(Awright, awright, I admit it. The Western Field wasn't cleaned up for a guy; IT'S MINE. "Hi, I'm Firehand and I'm a gunaholic. I was at the flea market and I COULDN'T HELP MYSELF!!! It was hot, and it needed work, and he kept lowering the price...")
In the range day post I mentioned a couple of .22s that needed sighting in. Well, here's the first one.
It's a Western Field model 850A. This is one of the 'made by/made for' rifles you used to see a lot of. Sears and Montgomery Ward and other stores would have a rifle or shotgun made for them- in this case by Mossberg, I believe- with the stores' name and model number on it.
This one is a semi-auto that feeds from a box magazine. The mag holds seven, but loading the last one or two is a pain so I only loaded five. One of the interesting things about this is it's marked '22 SHV-L-LR' it's supposed to be able to function with high-velocity shorts and longs as well as long rifles. The stock is some kind of hardwood, birch I think, stained dark. It was in quite good shape, it just needed smoothing with steel wool and a coat of the linseed oil/mineral spirits mix to take care of it. I may use something like Tru-Oil on it later.
The metal was a different story. The bore is in fine shape, but the outside was worn shiny and had some fine pitting on the barrel and magazine. After figuring out how to disassemble the thing I cleaned the outside off, hit it lightly with a buffing wheel with 400-grit greaseless compound to clean it, then used Birchwood Casey cold blue on it. It worked very well, gave a nice, even blue.
The scope is a 4x Western Field, God knows who made it for them. It's got a horizontal crosshair and a vertical post that ends just above the horizontal. After I cleaned the dust off the lens, it proved to have a pretty good image, and a little adjusting made the reticle nice & sharp.
Happily, the guts, while showing no sign of lubrication, had no rust or gathering of dust(the bore had been really dusty from spending years in a closet). Cleaned and oiled, it all worked nicely. The one thing I don't like here is the trigger; it's a two-stage with a long takeup and heavy second stage. It breaks cleanly, but the curve of the trigger and the distance it pivots through seems to accentuate the pull weight and causes your finger to move into the bottom of the stock. If the curve were a lot less, it would feel better; it's also pretty narrow and has fairly sharp corners. I don't know about polishing, but I may either make a shoe or reshape the trigger to straighten and widen it.
More on that scope: the adjustments have no clicks(just reference marks) and they are not consistent. Turn it one way and it moves so much; turn it the other and it moves a lesser amount. Pain in the ass to zero. Good thing is when you make an adjustment, it does not wander around after a few shots.

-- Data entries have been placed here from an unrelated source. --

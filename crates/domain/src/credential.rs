use std::fmt::{Debug, Formatter};

use dochost_core::{AppError, AppResult, NonEmptyString};

/// The single username/password pair accepted by the login check.
///
/// Supplied at startup from configuration; never persisted.
#[derive(Clone)]
pub struct Credential {
    username: NonEmptyString,
    password: NonEmptyString,
}

impl Credential {
    /// Creates a credential, rejecting blank usernames or passwords.
    pub fn new(username: impl Into<String>, password: impl Into<String>) -> AppResult<Self> {
        let username = NonEmptyString::new(username)
            .map_err(|_| AppError::Validation("login username must not be empty".to_owned()))?;
        let password = NonEmptyString::new(password)
            .map_err(|_| AppError::Validation("login password must not be empty".to_owned()))?;

        Ok(Self { username, password })
    }

    /// Returns the configured username.
    #[must_use]
    pub fn username(&self) -> &str {
        self.username.as_str()
    }

    /// Exact, case-sensitive comparison of both fields.
    #[must_use]
    pub fn matches(&self, username: &str, password: &str) -> bool {
        // Evaluate both sides so a wrong username costs the same as a wrong password.
        let username_matches = self.username.as_str() == username;
        let password_matches = self.password.as_str() == password;
        username_matches & password_matches
    }
}

impl Debug for Credential {
    fn fmt(&self, formatter: &mut Formatter<'_>) -> std::fmt::Result {
        formatter
            .debug_struct("Credential")
            .field("username", &self.username.as_str())
            .field("password", &"<redacted>")
            .finish()
    }
}

#[cfg(test)]
mod tests {
    use super::Credential;

    fn lab_credential() -> Credential {
        let credential = Credential::new("testuser", "Password123");
        assert!(credential.is_ok());
        credential.unwrap_or_else(|_| unreachable!())
    }

    #[test]
    fn matches_only_the_exact_pair() {
        let credential = lab_credential();

        assert!(credential.matches("testuser", "Password123"));
        assert!(!credential.matches("testuser", "password123"));
        assert!(!credential.matches("TestUser", "Password123"));
        assert!(!credential.matches("testuser ", "Password123"));
        assert!(!credential.matches("", ""));
    }

    #[test]
    fn rejects_blank_fields() {
        assert!(Credential::new("", "Password123").is_err());
        assert!(Credential::new("testuser", "   ").is_err());
    }

    #[test]
    fn debug_output_redacts_password() {
        let rendered = format!("{:?}", lab_credential());
        assert!(rendered.contains("testuser"));
        assert!(!rendered.contains("Password123"));
    }
}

With a better trigger design this would have been more fun to shoot but as it was I got pretty good results. With Federal Champion about 1.25 to 1.5" at 50 yards. Then, since I didn't have any shorts, I tried it with the Eley Sport, which is a subsonic target ammo and got about 1-1.25" groups and it functioned flawlessly; the empties didn't go far, landing about six or eight inches to the right, but they did eject and the new round chamber with no problems. I'd never seen an autoloader that would function with any kind of reliability with this ammo before.
Overall, it's a nice .22, that with a little trigger work would be even better.
The other rifle to sight in was that Remington model 34 I found at the flea market with a jammed bolt. I'd gotten the bolt out and figured out the problems; happily the couple of parts I needed, with two possible exceptions, were available from Gun Parts(more on those in a later post). It functioned nicely with one exception; the magazine spring seems to be a bit weak, and once did not push the cartridge all the way into the carrier. All it took was catching the rim with a punch and pulling it back a touch; I think I'll see if can stretch the spring a bit, if that doesn't work replacements are easy to find for it. Good clean trigger, and gave about 2" groups. Nothing to cheer about, but part of the problem is a tiny front bead; I may see if I can find or make a post to replace it with. I may clean up the crown, but I don't know if it really needs it, better sights(or eyes) would probably cut the group size down a bit.
The stock darkened nicely with a bit of oil; you find some nice walnut on some of these old rifles.
So that's the .22 report. Two(three counting the trainer) old ones that all worked out nicely.